### Work to be completed
Set every entry down again precisely.

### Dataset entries
»»

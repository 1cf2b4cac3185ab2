use std::sync::Arc;

use axum::{
    extract::{Extension, Json},
    http::StatusCode,
    response::IntoResponse,
};
use chrono::NaiveDate;
use serde::Serialize;
use thiserror::Error;

use crate::config::AppConfig;
use crate::db::{
    metar::{models::Metar, queries::get_metars_in_range},
    DbPool,
};
use crate::endpoints::metars::{observation_day_range, MetarsDayRequestBody};

#[derive(Debug, Error)]
pub enum HandlerError {
    #[error("GetConnectionFromPool: {source}")]
    GetConnectionFromPool {
        #[from]
        source: r2d2::Error,
    },
    #[error("EmptyIcao")]
    EmptyIcao,
    #[error(transparent)]
    GetMetarsInRange {
        #[from]
        source: crate::db::metar::queries::GetMetarsInRangeError,
    },
}

impl IntoResponse for HandlerError {
    fn into_response(self) -> axum::response::Response {
        match self {
            HandlerError::GetConnectionFromPool { source } => {
                (StatusCode::INTERNAL_SERVER_ERROR, source.to_string()).into_response()
            }
            HandlerError::EmptyIcao => {
                (StatusCode::BAD_REQUEST, "icao must not be empty".to_owned()).into_response()
            }
            HandlerError::GetMetarsInRange { source } => {
                (StatusCode::INTERNAL_SERVER_ERROR, source.to_string()).into_response()
            }
        }
    }
}

#[derive(Debug, Serialize)]
pub struct MetarsQueryResponse {
    pub icao: String,
    pub search_date: NaiveDate,
    pub metars: Vec<Metar>,
}

/// Axum handler: POST /metars/query
pub async fn handler(
    Extension(pool): Extension<DbPool>,
    Extension(config): Extension<Arc<AppConfig>>,
    Json(input): Json<MetarsDayRequestBody>,
) -> impl IntoResponse {
    let metars = match load_day(&pool, &config, &input) {
        Ok(metars) => metars,
        Err(err) => return err.into_response(),
    };

    (
        StatusCode::OK,
        Json(MetarsQueryResponse {
            icao: input.station(),
            search_date: input.search_date,
            metars,
        }),
    )
        .into_response()
}

/// Records of the requested station and local day, in the requested order.
pub fn load_day(
    pool: &DbPool,
    config: &AppConfig,
    input: &MetarsDayRequestBody,
) -> Result<Vec<Metar>, HandlerError> {
    let station = input.station();
    if station.is_empty() {
        return Err(HandlerError::EmptyIcao);
    }

    let mut conn = pool.get()?;
    let (start, end) = observation_day_range(input.search_date, config.query_utc_offset);

    Ok(get_metars_in_range(&mut conn, &station, start, end, input.metar_order)?)
}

««

### Exercise result
repository 1cf2b4cac3185ab2
use std::sync::Arc;

use axum::{
    extract::{Extension, Json},
    http::StatusCode,
    response::IntoResponse,
};
use chrono::NaiveDate;
use serde::Serialize;
use thiserror::Error;

use crate::config::AppConfig;
use crate::db::{
    metar::{models::Metar, queries::get_metars_in_range},
    DbPool,
};
use crate::endpoints::metars::{observation_day_range, MetarsDayRequestBody};

#[derive(Debug, Error)]
pub enum HandlerError {
    #[error("GetConnectionFromPool: {source}")]
    GetConnectionFromPool {
        #[from]
        source: r2d2::Error,
    },
    #[error("EmptyIcao")]
    EmptyIcao,
    #[error(transparent)]
    GetMetarsInRange {
        #[from]
        source: crate::db::metar::queries::GetMetarsInRangeError,
    },
}

impl IntoResponse for HandlerError {
    fn into_response(self) -> axum::response::Response {
        match self {
            HandlerError::GetConnectionFromPool { source } => {
                (StatusCode::INTERNAL_SERVER_ERROR, source.to_string()).into_response()
            }
            HandlerError::EmptyIcao => {
                (StatusCode::BAD_REQUEST, "icao must not be empty".to_owned()).into_response()
            }
            HandlerError::GetMetarsInRange { source } => {
                (StatusCode::INTERNAL_SERVER_ERROR, source.to_string()).into_response()
            }
        }
    }
}

#[derive(Debug, Serialize)]
pub struct MetarsQueryResponse {
    pub icao: String,
    pub search_date: NaiveDate,
    pub metars: Vec<Metar>,
}

/// Axum handler: POST /metars/query
pub async fn handler(
    Extension(pool): Extension<DbPool>,
    Extension(config): Extension<Arc<AppConfig>>,
    Json(input): Json<MetarsDayRequestBody>,
) -> impl IntoResponse {
    let metars = match load_day(&pool, &config, &input) {
        Ok(metars) => metars,
        Err(err) => return err.into_response(),
    };

    (
        StatusCode::OK,
        Json(MetarsQueryResponse {
            icao: input.station(),
            search_date: input.search_date,
            metars,
        }),
    )
        .into_response()
}

/// Records of the requested station and local day, in the requested order.
pub fn load_day(
    pool: &DbPool,
    config: &AppConfig,
    input: &MetarsDayRequestBody,
) -> Result<Vec<Metar>, HandlerError> {
    let station = input.station();
    if station.is_empty() {
        return Err(HandlerError::EmptyIcao);
    }

    let mut conn = pool.get()?;
    let (start, end) = observation_day_range(input.search_date, config.query_utc_offset);

    Ok(get_metars_in_range(&mut conn, &station, start, end, input.metar_order)?)
}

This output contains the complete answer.